Because for some reason, our leaders view Europe as some kind of utopia that NZ should try and replicate.

Look at Act this election. It’s already starting.

Squishy. Please let us know what productive export earning industry you operate in so I can make ill informed comments. Latest batch of RSE workers on my orchard paid $24hr, slave labour rates for sure. Even daughter refuses to do it, she would rather work minimum wage for fast food outlets & get treated like $h1t by the invariably immigrant owner/manager. RSE schemes put $ directly into pacific island villagers willing hands instead of govt aid into some corrupt bureaucrats bank ac. Only NZ'rs we can get to work on orchards are supervisors. Work is physically hard, just spent all day out there myself & I'm knackered, just cannot get kiwis to do it. PS. In orchard parlance 'squishy's' or 'softs' are commonly reject fruit!

GordanC. Horticulture in view from my house in all directions. Never seen $24 offered. And income not reliable - the risk is put on the worker.

Hi KH, The minimum wage set for these workers is at $22/hr as I recall reading it the other day. The reason this is low is because there has been such a surge in cost of living, predominantly driven by housing costs. This is a systemic problem rather than an issue with operators within industries.

You have just worked hard all day. What income would make you do it again?

Thanks Gordon, I read your post and sympathize with your plight. My comments where not directed at operators but government. I work in technology/finance, we realise that what we do and the way we do it will need to be revolutionised if we intend to stay in business.
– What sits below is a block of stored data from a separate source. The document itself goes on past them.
//! Authorization Middleware
//! Mission: Protect API endpoints with bearer-token validation and role gating
//!
//! Two independent layers: `auth_middleware` verifies the token and attaches
//! `Claims` to the request; `require_admin` is stacked inside it on admin routes.

use crate::auth::{
    jwt::JwtHandler,
    models::{Claims, Role},
};
use axum::{
    extract::{Request, State},
    http::{header, StatusCode},
    middleware::Next,
    response::{IntoResponse, Response},
    Json,
};
use serde_json::json;
use std::sync::Arc;
use tracing::debug;

const BEARER_PREFIX: &str = "Bearer ";

/// Auth middleware that validates JWT tokens
pub async fn auth_middleware(
    State(jwt_handler): State<Arc<JwtHandler>>,
    mut req: Request,
    next: Next,
) -> Result<Response, AuthError> {
    let header_value = req
        .headers()
        .get(header::AUTHORIZATION)
        .ok_or(AuthError::MissingToken)?;

    let token = header_value
        .to_str()
        .ok()
        .and_then(|s| s.strip_prefix(BEARER_PREFIX))
        .ok_or(AuthError::InvalidFormat)?;

    // Invalid and expired collapse to the same rejection
    let claims = jwt_handler
        .verify(token)
        .map_err(|_| AuthError::InvalidToken)?;

    // Add claims to request extensions so handlers can access them
    req.extensions_mut().insert(claims);

    Ok(next.run(req).await)
}

/// Role gate; must run after `auth_middleware`
pub async fn require_admin(req: Request, next: Next) -> Result<Response, AuthError> {
    let is_admin = match extract_claims(&req) {
        Some(claims) if claims.role == Role::Admin => true,
        Some(claims) => {
            debug!(sub = %claims.sub, role = claims.role.as_str(), "Admin route refused");
            false
        }
        None => false,
    };

    if !is_admin {
        return Err(AuthError::Forbidden);
    }
    Ok(next.run(req).await)
}

/// Extract claims from request (use after auth middleware)
pub fn extract_claims(req: &Request) -> Option<&Claims> {
    req.extensions().get::<Claims>()
}

/// Auth error types
#[derive(Debug, Clone, Copy, PartialEq, Eq)]
pub enum AuthError {
    MissingToken,
    InvalidFormat,
    InvalidToken,
    Forbidden,
}

impl IntoResponse for AuthError {
    fn into_response(self) -> Response {
        let (status, message) = match self {
            AuthError::MissingToken => (StatusCode::UNAUTHORIZED, "Authorization header required"),
            AuthError::InvalidFormat => (
                StatusCode::UNAUTHORIZED,
                "Invalid authorization format. Use: Bearer {token}",
            ),
            AuthError::InvalidToken => (StatusCode::UNAUTHORIZED, "Invalid or expired token"),
            AuthError::Forbidden => (StatusCode::FORBIDDEN, "Forbidden: Admins only"),
        };

        (status, Json(json!({ "error": message }))).into_response()
    }
}

#[cfg(test)]
mod tests {
    use super::*;
    use crate::auth::models::Account;
    use axum::{
        body::Body,
        http::Request as HttpRequest,
        middleware::{from_fn, from_fn_with_state},
        routing::get,
        Extension, Router,
    };
    use chrono::{Duration, Utc};
    use tower::ServiceExt;
    use uuid::Uuid;

    const SECRET: &str = "middleware-test-secret";

    fn jwt() -> Arc<JwtHandler> {
        Arc::new(JwtHandler::new(SECRET, 72).unwrap())
    }

    fn account(role: Role) -> Account {
        Account {
            id: Uuid::new_v4(),
            name: "Ada".to_string(),
            email: "ada@x.com".to_string(),
            password_hash: String::new(),
            role,
            created_at: Utc::now().to_rfc3339(),
        }
    }

    async fn whoami(Extension(claims): Extension<Claims>) -> String {
        claims.email
    }

    fn app(jwt: Arc<JwtHandler>) -> Router {
        let admin = Router::new()
            .route("/admin", get(whoami))
            .route_layer(from_fn(require_admin));

        Router::new()
            .route("/user", get(whoami))
            .merge(admin)
            .route_layer(from_fn_with_state(jwt, auth_middleware))
    }

    async fn status_for(uri: &str, auth: Option<String>) -> StatusCode {
        let mut builder = HttpRequest::builder().uri(uri);
        if let Some(value) = auth {
            builder = builder.header(header::AUTHORIZATION, value);
        }
        let req = builder.body(Body::empty()).unwrap();
        app(jwt()).oneshot(req).await.unwrap().status()
    }

    #[test]
    fn test_auth_error_responses() {
        let missing = AuthError::MissingToken.into_response();
        assert_eq!(missing.status(), StatusCode::UNAUTHORIZED);

        let invalid_format = AuthError::InvalidFormat.into_response();
        assert_eq!(invalid_format.status(), StatusCode::UNAUTHORIZED);

        let invalid_token = AuthError::InvalidToken.into_response();
        assert_eq!(invalid_token.status(), StatusCode::UNAUTHORIZED);

        let forbidden = AuthError::Forbidden.into_response();
        assert_eq!(forbidden.status(), StatusCode::FORBIDDEN);
    }

    #[test]
    fn test_extract_claims_from_request() {
        let mut req = HttpRequest::new(Body::empty());
        assert!(extract_claims(&req).is_none());

        let now = Utc::now().timestamp();
        let claims = Claims {
            sub: Uuid::new_v4().to_string(),
            email: "test@x.com".to_string(),
            role: Role::User,
            iat: now,
            exp: now + 60,
        };
        req.extensions_mut().insert(claims);

        assert_eq!(extract_claims(&req).unwrap().email, "test@x.com");
    }

    #[tokio::test]
    async fn test_missing_header_is_unauthorized() {
        assert_eq!(status_for("/user", None).await, StatusCode::UNAUTHORIZED);
        assert_eq!(status_for("/admin", None).await, StatusCode::UNAUTHORIZED);
    }

    #[tokio::test]
    async fn test_garbage_token_is_unauthorized() {
        let status = status_for("/user", Some("Bearer garbage".to_string())).await;
        assert_eq!(status, StatusCode::UNAUTHORIZED);
    }

    #[tokio::test]
    async fn test_missing_bearer_prefix_is_unauthorized() {
        let token = jwt().issue(&account(Role::User)).unwrap();
        assert_eq!(
            status_for("/user", Some(token.clone())).await,
            StatusCode::UNAUTHORIZED
        );
        assert_eq!(
            status_for("/user", Some(format!("Token {token}"))).await,
            StatusCode::UNAUTHORIZED
        );
    }

    #[tokio::test]
    async fn test_valid_token_reaches_handler() {
        let token = jwt().issue(&account(Role::User)).unwrap();
        let req = HttpRequest::builder()
            .uri("/user")
            .header(header::AUTHORIZATION, format!("Bearer {token}"))
            .body(Body::empty())
            .unwrap();

        let res = app(jwt()).oneshot(req).await.unwrap();
        assert_eq!(res.status(), StatusCode::OK);

        let body = axum::body::to_bytes(res.into_body(), usize::MAX)
            .await
            .unwrap();
        assert_eq!(&body[..], b"ada@x.com");
    }

    #[tokio::test]
    async fn test_expired_and_invalid_are_indistinguishable() {
        let handler = jwt();
        let expired = handler
            .issue_at(&account(Role::User), Utc::now() - Duration::hours(100))
            .unwrap();

        let expired_res = app(jwt())
            .oneshot(
                HttpRequest::builder()
                    .uri("/user")
                    .header(header::AUTHORIZATION, format!("Bearer {expired}"))
                    .body(Body::empty())
                    .unwrap(),
            )
            .await
            .unwrap();
        let garbage_res = app(jwt())
            .oneshot(
                HttpRequest::builder()
                    .uri("/user")
                    .header(header::AUTHORIZATION, "Bearer garbage")
                    .body(Body::empty())
                    .unwrap(),
            )
            .await
            .unwrap();

        assert_eq!(expired_res.status(), StatusCode::UNAUTHORIZED);
        assert_eq!(garbage_res.status(), StatusCode::UNAUTHORIZED);

        let a = axum::body::to_bytes(expired_res.into_body(), usize::MAX)
            .await
            .unwrap();
        let b = axum::body::to_bytes(garbage_res.into_body(), usize::MAX)
            .await
            .unwrap();
        assert_eq!(a, b);
    }

    #[tokio::test]
    async fn test_admin_route_role_gate() {
        let user_token = jwt().issue(&account(Role::User)).unwrap();
        let admin_token = jwt().issue(&account(Role::Admin)).unwrap();

        assert_eq!(
            status_for("/admin", Some(format!("Bearer {user_token}"))).await,
            StatusCode::FORBIDDEN
        );
        assert_eq!(
            status_for("/admin", Some(format!("Bearer {admin_token}"))).await,
            StatusCode::OK
        );
        // Admins can use user routes too
        assert_eq!(
            status_for("/user", Some(format!("Bearer {admin_token}"))).await,
            StatusCode::OK
        );
    }

    #[tokio::test]
    async fn test_role_gate_without_auth_is_forbidden() {
        let app = Router::new()
            .route("/admin", get(|| async { "secret" }))
            .route_layer(from_fn(require_admin));

        let res = app
            .oneshot(HttpRequest::builder().uri("/admin").body(Body::empty()).unwrap())
            .await
            .unwrap();
        assert_eq!(res.status(), StatusCode::FORBIDDEN);
    }
}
The world is changing, so must we.

Hope you have a great year! :-)

Do you think $200 h/r would see kiwis lining up for the work?

How about $100? $50? I think they would.

The fact the government allows low wage imports to do the work prevents natural price discovery, supports wages staying low, and prevents inflation.

It's not that kiwis don't want to do it, they just don't want to do it at the rates you offer, the fact you feel entitled to the government policy that helps subvert natural labour market price discovery is despicable.

Let's not make this personal. Business is business, food production is cut throat and growers will always have to use any edge they can find to reduce costs in a very competitive industry. This is about setting the local economic environment to be conducive to positive social outcomes so all NZ growers are operating from the same cost base and can plan accordingly (e.g. manual v.s. automation, scale v.s. efficiency, this crop v.s. that crop.) I agree however that the current immigration setting subverts price discovery and disadvantages some low wage workers.